I didn’t overwhelm my dear ‘ol mom with all of these things that I learned, and instead just gave her little stories here and there to demonstrate all of the new things I had learned at camp. Sometimes, she was the one telling me about the difference that she noticed in me, things that I had learned that made an obvious difference in my attitude and character. She noticed I was more patient with my little sister, more helpful to her and my dad, I was a better team player for my soccer team, and as school rolled around, she noticed I was focusing more on my grades.


I learned a lot at Camp Starlight. Some of the things are basic skills that are fun to know, while others are foundational qualities that I really feel with set me up for better relationships and experiences for the rest of my life. I’m thankful that going to camp was such a fun and natural way to learn so many new things.

The Importance of “Rest Hour”

Monday, December 19th, 2016


Fact: At camp, you are “go, go go.” From the moment you wake up, your schedule is packed with things to do. Some days you’re out at the lake all day, other days you are singing, dancing, acting, crafting and creating from the moment you open your eyes until you fall asleep. Your days are filled with fun and adventure, hanging out with new friends, eating delicious foods, trying new things and making life long memories. With days like these, it’s easy to understand why sometimes campers just need to rest. And as seriously as we take fun at camp, we are just as serious about rest. We know the importance of slowing down, taking a break and recharging, and all of our campers take part in “rest hour” each and every day.


When campers are constantly on the move, when they fly from activity to activity, they sometimes don’t have time to reflect on things they are seeing, doing and learning. A rest hour gives campers a chance to relax, read, listen to music, and sleep before getting back into the busyness of camp life. During this time, campers may want to write letters home, organize their cabin space, or have a conversation with a counselor that they didn’t have time for during the day. This intentional resting time is beneficial for a number of reasons.


Resting during the day is good for your body.  It gives you more energy and lets your body rest from all the activity during the day.
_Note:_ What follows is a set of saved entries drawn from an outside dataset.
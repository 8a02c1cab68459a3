//! Pagination window for catalog queries

/// Maximum rows per page
pub const MAX_LIMIT: i64 = 500;

/// Rows per page when the caller gives none (or an unusable value)
pub const DEFAULT_LIMIT: i64 = 50;

/// Clamped LIMIT/OFFSET pair
#[derive(Debug, Clone, Copy, PartialEq, Eq)]
pub struct Page {
    limit: i64,
    offset: i64,
}

impl Page {
    /// Create a page window with clamping.
    ///
    /// - Missing, zero or negative limit falls back to 50
    /// - Limit above 500 is clamped to 500
    /// - Missing or negative offset becomes 0
    pub fn new(limit: Option<i64>, offset: Option<i64>) -> Self {
        let limit = match limit {
            Some(v) if v > 0 => v.min(MAX_LIMIT),
            _ => DEFAULT_LIMIT,
        };
        let offset = offset.filter(|v| *v >= 0).unwrap_or(0);

        Self { limit, offset }
    }

    /// SQL LIMIT value, always within 1..=500.
    pub fn limit(&self) -> i64 {
        self.limit
    }

    /// SQL OFFSET value, never negative.
    pub fn offset(&self) -> i64 {
        self.offset
    }
}

impl Default for Page {
    fn default() -> Self {
        Self {
            limit: DEFAULT_LIMIT,
            offset: 0,
        }
    }
}

#[cfg(test)]
mod tests {
    use super::*;

    #[test]
    fn defaults() {
        let p = Page::new(None, None);
        assert_eq!(p, Page::default());
        assert_eq!(p.limit(), 50);
        assert_eq!(p.offset(), 0);
    }

    #[test]
    fn clamps_limit() {
        assert_eq!(Page::new(Some(1000), None).limit(), 500);
        assert_eq!(Page::new(Some(500), None).limit(), 500);
        assert_eq!(Page::new(Some(1), None).limit(), 1);
    }

    #[test]
    fn unusable_limit_falls_back() {
        assert_eq!(Page::new(Some(0), None).limit(), 50);
        assert_eq!(Page::new(Some(-7), None).limit(), 50);
    }

    #[test]
    fn clamps_offset() {
        assert_eq!(Page::new(None, Some(-1)).offset(), 0);
        assert_eq!(Page::new(None, Some(120)).offset(), 120);
    }
}
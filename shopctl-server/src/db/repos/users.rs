//! User account repository
//!
//! Plain single-row access. Balance transfers go through
//! [`crate::ledger`] instead.

use sqlx::PgPool;

use super::DbError;
use crate::models::{Account, AccountId, NewAccount};

/// User account repository
pub struct UserRepo<'a> {
    pool: &'a PgPool,
}

impl<'a> UserRepo<'a> {
    pub fn new(pool: &'a PgPool) -> Self {
        Self { pool }
    }

    /// Get a single account by id.
    pub async fn get(&self, id: AccountId) -> Result<Account, DbError> {
        sqlx::query_as::<_, Account>(
            "SELECT id, name, email, balance FROM users WHERE id = $1",
        )
        .bind(id)
        .fetch_optional(self.pool)
        .await?
        .ok_or_else(|| DbError::not_found("user", id))
    }

    /// Insert an account and return the stored row.
    pub async fn create(&self, account: NewAccount) -> Result<Account, DbError> {
        let created = sqlx::query_as::<_, Account>(
            r#"
            INSERT INTO users (name, email, balance)
            VALUES ($1, $2, $3)
            RETURNING id, name, email, balance
            "#,
        )
        .bind(account.name())
        .bind(account.email())
        .bind(account.balance())
        .fetch_one(self.pool)
        .await?;

        Ok(created)
    }
}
Resting has also been shown to improve productivity and focus, which can really help campers who are involved in a wide variety of new tasks and skills.


Resting gives your mind time to let go of stress. It helps you with your patience and to reduce feelings of frustration. Campers need some time to just be alone with their thoughts and relax in their own space.
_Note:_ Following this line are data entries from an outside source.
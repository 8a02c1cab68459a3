//! Print the composed catalog query without running it

use anyhow::Result;
use clap::Parser;

use shopctl_server::models::{FilterParams, FilterSpec};
use shopctl_server::query::compose_products_query;

/// Same parameters as `GET /products`, taken as raw strings so that
/// unusable values are dropped exactly as the server drops them.
#[derive(Parser, Debug)]
pub struct ProductsSqlArgs {
    /// Category name to match exactly
    #[arg(long)]
    pub category: Option<String>,

    /// Minimum price (inclusive)
    #[arg(long, allow_hyphen_values = true)]
    pub min_price: Option<String>,

    /// Maximum price (inclusive)
    #[arg(long, allow_hyphen_values = true)]
    pub max_price: Option<String>,

    /// price_asc, price_desc, or anything else for id order
    #[arg(long)]
    pub sort: Option<String>,

    /// Page size (1-500, default 50)
    #[arg(long, allow_hyphen_values = true)]
    pub limit: Option<String>,

    /// Rows to skip (default 0)
    #[arg(long, allow_hyphen_values = true)]
    pub offset: Option<String>,
}

impl From<ProductsSqlArgs> for FilterParams {
    fn from(args: ProductsSqlArgs) -> Self {
        Self {
            category: args.category,
            min_price: args.min_price,
            max_price: args.max_price,
            sort: args.sort,
            limit: args.limit,
            offset: args.offset,
        }
    }
}

pub fn run_products_sql(args: ProductsSqlArgs) -> Result<()> {
    let spec = FilterSpec::from(FilterParams::from(args));
    print!("{}", compose_products_query(&spec));
    Ok(())
}
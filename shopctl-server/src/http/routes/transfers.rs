//! Balance transfer endpoint

use std::sync::Arc;

use axum::{extract::State, routing::post, Json, Router};
use rust_decimal::Decimal;
use serde::Deserialize;

use crate::http::error::ApiError;
use crate::http::server::AppState;
use crate::models::{AccountId, Transfer, TransferReceipt};

/// Transfer request
#[derive(Debug, Deserialize)]
pub struct TransferRequest {
    pub from: AccountId,
    pub to: AccountId,
    pub amount: Decimal,
}

/// POST /transfers
///
/// Rejects non-positive amounts before touching the store. Transfers to
/// the same account are passed through.
async fn create_transfer(
    State(state): State<Arc<AppState>>,
    Json(req): Json<TransferRequest>,
) -> Result<Json<TransferReceipt>, ApiError> {
    let transfer = Transfer::checked(req.from, req.to, req.amount)?;
    let receipt = state.transfers.execute(transfer).await?;
    Ok(Json(receipt))
}

/// Transfer routes
pub fn router() -> Router<Arc<AppState>> {
    Router::new().route("/transfers", post(create_transfer))
}
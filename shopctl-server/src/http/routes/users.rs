//! User account endpoints

use std::sync::Arc;

use axum::{
    extract::{Query, State},
    http::StatusCode,
    routing::get,
    Json, Router,
};
use rust_decimal::Decimal;
use serde::Deserialize;

use crate::db::{with_timeout, UserRepo};
use crate::http::error::ApiError;
use crate::http::server::AppState;
use crate::models::{parse_account_id, Account, NewAccount};

/// Lookup query params; `id` is parsed strictly
#[derive(Debug, Default, Deserialize)]
pub struct LookupParams {
    pub id: Option<String>,
}

/// Create user request
#[derive(Debug, Deserialize)]
pub struct CreateUserRequest {
    pub name: String,
    pub email: String,
    pub balance: Option<Decimal>,
}

/// GET /user?id=N
async fn get_user(
    State(state): State<Arc<AppState>>,
    Query(params): Query<LookupParams>,
) -> Result<Json<Account>, ApiError> {
    let id = parse_account_id(params.id.as_deref())?;
    let account = with_timeout(state.store_timeout, UserRepo::new(&state.pool).get(id)).await?;
    Ok(Json(account))
}

/// POST /user - create an account
async fn create_user(
    State(state): State<Arc<AppState>>,
    Json(req): Json<CreateUserRequest>,
) -> Result<(StatusCode, Json<Account>), ApiError> {
    let account = NewAccount::new(&req.name, &req.email, req.balance)?;
    let created = with_timeout(state.store_timeout, UserRepo::new(&state.pool).create(account)).await?;

    tracing::info!(id = created.id, "user created");
    Ok((StatusCode::CREATED, Json(created)))
}

/// User routes
pub fn router() -> Router<Arc<AppState>> {
    Router::new().route("/user", get(get_user).post(create_user))
}
//! Atomic balance transfer
//!
//! Protocol, all on one scope:
//! 1. begin
//! 2. debit source
//! 3. credit destination
//! 4. re-read source balance
//! 5. negative balance: roll back with `InsufficientFunds`
//! 6. otherwise commit
//!
//! Amounts and account pairs are not checked here; the balance re-read is
//! the only gate. Callers that want stricter input use `Transfer::checked`.

use std::time::Duration;

use rust_decimal::Decimal;
use tracing::{error, info, warn};

use super::{Ledger, LedgerScope};
use crate::db::DbError;
use crate::models::{AccountId, Transfer, TransferReceipt};

/// Transfer failure
#[derive(Debug, thiserror::Error)]
pub enum TransferError {
    /// Store call failed (or timed out); the scope was rolled back
    #[error(transparent)]
    Store(#[from] DbError),

    /// Source balance would end up negative; the scope was rolled back
    #[error("insufficient funds in account {account}: balance would be {balance}")]
    InsufficientFunds { account: AccountId, balance: Decimal },

    /// Rolling back after `cause` failed too
    #[error("{cause} (rollback failed: {rollback})")]
    RollbackFailed {
        cause: Box<TransferError>,
        rollback: DbError,
    },
}

impl TransferError {
    /// The failure that aborted the transfer, looking through rollback errors.
    pub fn primary(&self) -> &TransferError {
        match self {
            Self::RollbackFailed { cause, .. } => cause.primary(),
            other => other,
        }
    }

    /// Owned form of [`primary`](Self::primary).
    pub fn into_primary(self) -> TransferError {
        match self {
            Self::RollbackFailed { cause, .. } => cause.into_primary(),
            other => other,
        }
    }
}

/// Runs transfers against a ledger, each under a deadline
#[derive(Debug, Clone)]
pub struct TransferExecutor<L> {
    ledger: L,
    timeout: Duration,
}

impl<L: Ledger> TransferExecutor<L> {
    pub fn new(ledger: L, timeout: Duration) -> Self {
        Self { ledger, timeout }
    }

    pub fn ledger(&self) -> &L {
        &self.ledger
    }

    /// Execute one transfer. Never retries.
    ///
    /// If the deadline passes mid-transfer the open scope is dropped, which
    /// rolls it back, and `Store(DbError::Timeout)` is returned.
    #[tracing::instrument(
        name = "transfer",
        skip_all,
        fields(from = transfer.from, to = transfer.to, amount = %transfer.amount)
    )]
    pub async fn execute(&self, transfer: Transfer) -> Result<TransferReceipt, TransferError> {
        match tokio::time::timeout(self.timeout, self.run(&transfer)).await {
            Ok(result) => result,
            Err(_) => {
                let millis = self.timeout.as_millis() as u64;
                warn!(millis, "transfer timed out, scope dropped");
                Err(DbError::Timeout { millis }.into())
            }
        }
    }

    async fn run(&self, transfer: &Transfer) -> Result<TransferReceipt, TransferError> {
        let mut scope = self.ledger.begin().await?;

        match apply(&mut scope, transfer).await {
            Ok(from_balance) => {
                scope.commit().await?;
                info!(%from_balance, "transfer committed");
                Ok(TransferReceipt {
                    from: transfer.from,
                    to: transfer.to,
                    amount: transfer.amount,
                    from_balance,
                })
            }
            Err(cause) => Err(abort(scope, cause).await),
        }
    }
}

/// Steps 2-5. Returns the re-read source balance.
async fn apply<S: LedgerScope>(scope: &mut S, transfer: &Transfer) -> Result<Decimal, TransferError> {
    scope.debit(transfer.from, transfer.amount).await?;
    scope.credit(transfer.to, transfer.amount).await?;

    let balance = scope.balance(transfer.from).await?;
    if balance < Decimal::ZERO {
        return Err(TransferError::InsufficientFunds {
            account: transfer.from,
            balance,
        });
    }
    Ok(balance)
}

async fn abort<S: LedgerScope>(scope: S, cause: TransferError) -> TransferError {
    match scope.rollback().await {
        Ok(()) => {
            warn!(error = %cause, "transfer rolled back");
            cause
        }
        Err(rollback) => {
            error!(error = %cause, rollback_error = %rollback, "transfer rollback failed");
            TransferError::RollbackFailed {
                cause: Box::new(cause),
                rollback,
            }
        }
    }
}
Camp counselors know the importance of rest hour, and although campers aren’t required to sleep during this time, counselors encourage campers to use this time to relax and unwind and help them become comfortable with alone time and silence. Campers learn that they don’t need to be entertained every second of every day, and learn to appreciate quiet time.


At camp, you’ll spend a lot of your day on the go. But give it two or three days, and you will be looking forward to rest hour as much as you are looking forward to sailing, soccer games, and s’mores around the campfire.